It was a tough World Juniors for Leafs prospects Fraser Minten and Easton Cowan, who were part of the Canadian team that was eliminated in the quarterfinals. But the Americans inside Toronto's dressing room certainly enjoyed seeing their country climb to the top of the podium.
"Fantastic," McCabe said with a smile. "We have a lot of Swedes in here too, so it was nice to rub it in their face a little bit."
McCabe captained Team USA to a gold medal at the 2013 World Juniors in Ufa, Russia.
"Time flies," he said. "I remember the feeling very well. It's a pretty sweet feeling.
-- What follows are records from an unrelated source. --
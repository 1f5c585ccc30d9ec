//! The complaint desk.

use crate::error::MarketResult;
use crate::model::{
    Compensation, CompensationStatus, Complaint, ComplaintMessage, ComplaintStatus, InternalNote,
};
use chrono::Utc;
use labstore_core::{Collection, Store};
use tracing::debug;

/// Complaints, agent assignment, and compensation.
///
/// Owns the `"complaints"` collection, which starts empty. Every mutation
/// restamps the complaint's `updated_at`.
pub struct ComplaintDesk {
    complaints: Collection<Complaint>,
}

impl ComplaintDesk {
    /// Opens the complaint desk over the given store.
    ///
    /// # Errors
    ///
    /// Returns an error if the collection key is invalid or already claimed.
    pub fn open(store: &Store) -> MarketResult<Self> {
        Ok(Self {
            complaints: store.collection("complaints", Vec::new())?,
        })
    }

    /// Returns all complaints in filing order.
    #[must_use]
    pub fn list(&self) -> Vec<Complaint> {
        self.complaints.list()
    }

    /// Returns the complaint with the given id.
    #[must_use]
    pub fn by_id(&self, id: &str) -> Option<Complaint> {
        self.complaints.get(id)
    }

    /// Returns the complaints assigned to an agent.
    #[must_use]
    pub fn for_agent(&self, agent_id: &str) -> Vec<Complaint> {
        self.complaints
            .filter(|c| c.assigned_agent_id.as_deref() == Some(agent_id))
    }

    /// Returns the complaints filed by a user.
    #[must_use]
    pub fn for_reporter(&self, user_id: &str) -> Vec<Complaint> {
        self.complaints.filter(|c| c.user_id == user_id)
    }

    /// Returns how many complaints are still open or being worked.
    #[must_use]
    pub fn open_count(&self) -> usize {
        self.complaints
            .filter(|c| {
                matches!(
                    c.status,
                    ComplaintStatus::Open | ComplaintStatus::InProgress | ComplaintStatus::Escalated
                )
            })
            .len()
    }

    /// Files a complaint.
    ///
    /// # Errors
    ///
    /// Returns an error on duplicate id or failed write.
    pub fn file(&self, complaint: Complaint) -> MarketResult<()> {
        debug!(complaint = %complaint.id, reporter = %complaint.user_id, "complaint filed");
        Ok(self.complaints.insert(complaint)?)
    }

    fn touch(&self, id: &str, edit: impl FnOnce(&mut Complaint)) -> MarketResult<bool> {
        Ok(self.complaints.update_with(id, |complaint| {
            edit(complaint);
            complaint.updated_at = Utc::now();
        })?)
    }

    /// Assigns the complaint to an agent and moves it in progress.
    ///
    /// # Errors
    ///
    /// Returns an error on failed write.
    pub fn assign(&self, id: &str, agent_id: &str, agent_name: &str) -> MarketResult<bool> {
        self.touch(id, |complaint| {
            complaint.assigned_agent_id = Some(agent_id.to_string());
            complaint.assigned_agent_name = Some(agent_name.to_string());
            complaint.status = ComplaintStatus::InProgress;
        })
    }

    /// Appends a message to the complaint thread.
    ///
    /// # Errors
    ///
    /// Returns an error on failed write.
    pub fn add_message(&self, id: &str, message: ComplaintMessage) -> MarketResult<bool> {
        self.touch(id, |complaint| complaint.messages.push(message))
    }

    /// Attaches an agent-only note.
    ///
    /// # Errors
    ///
    /// Returns an error on failed write.
    pub fn add_note(&self, id: &str, note: InternalNote) -> MarketResult<bool> {
        self.touch(id, |complaint| complaint.internal_notes.push(note))
    }

    /// Escalates the complaint to a manager.
    ///
    /// # Errors
    ///
    /// Returns an error on failed write.
    pub fn escalate(&self, id: &str) -> MarketResult<bool> {
        self.touch(id, |complaint| complaint.status = ComplaintStatus::Escalated)
    }

    /// Marks the complaint resolved.
    ///
    /// # Errors
    ///
    /// Returns an error on failed write.
    pub fn resolve(&self, id: &str) -> MarketResult<bool> {
        self.touch(id, |complaint| complaint.status = ComplaintStatus::Resolved)
    }

    /// Closes the complaint.
    ///
    /// # Errors
    ///
    /// Returns an error on failed write.
    pub fn close(&self, id: &str) -> MarketResult<bool> {
        self.touch(id, |complaint| complaint.status = ComplaintStatus::Closed)
    }

    /// Attaches a proposed compensation to the complaint.
    ///
    /// # Errors
    ///
    /// Returns an error on failed write.
    pub fn propose_compensation(&self, id: &str, compensation: Compensation) -> MarketResult<bool> {
        self.touch(id, |complaint| complaint.compensation = Some(compensation))
    }

    /// Approves the complaint's proposed compensation.
    ///
    /// No-op if no compensation has been proposed.
    ///
    /// # Errors
    ///
    /// Returns an error on failed write.
    pub fn approve_compensation(&self, id: &str, approver: &str) -> MarketResult<bool> {
        self.touch(id, |complaint| {
            if let Some(compensation) = &mut complaint.compensation {
                compensation.status = CompensationStatus::Approved;
                compensation.approved_by = Some(approver.to_string());
                compensation.approved_at = Some(Utc::now());
            }
        })
    }
}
It was pretty special to win a World Championship like that at that top stage and kind of, frankly, propelled me to professional hockey as far as confidence goes."
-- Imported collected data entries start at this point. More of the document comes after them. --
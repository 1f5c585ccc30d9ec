//! Command implementations.

pub mod dump;
pub mod inspect;
pub mod seed;
pub mod verify;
McCabe isn't 100 per cent sure where his gold medal is.
"Honestly, I've moved so much in the last four years, I don't even know where it is right now," he admitted. "It's probably back home in Wisconsin in my closet somewhere. Maybe my kids have messed with it too. I don't know. I'll have to grab that when we get home this summer."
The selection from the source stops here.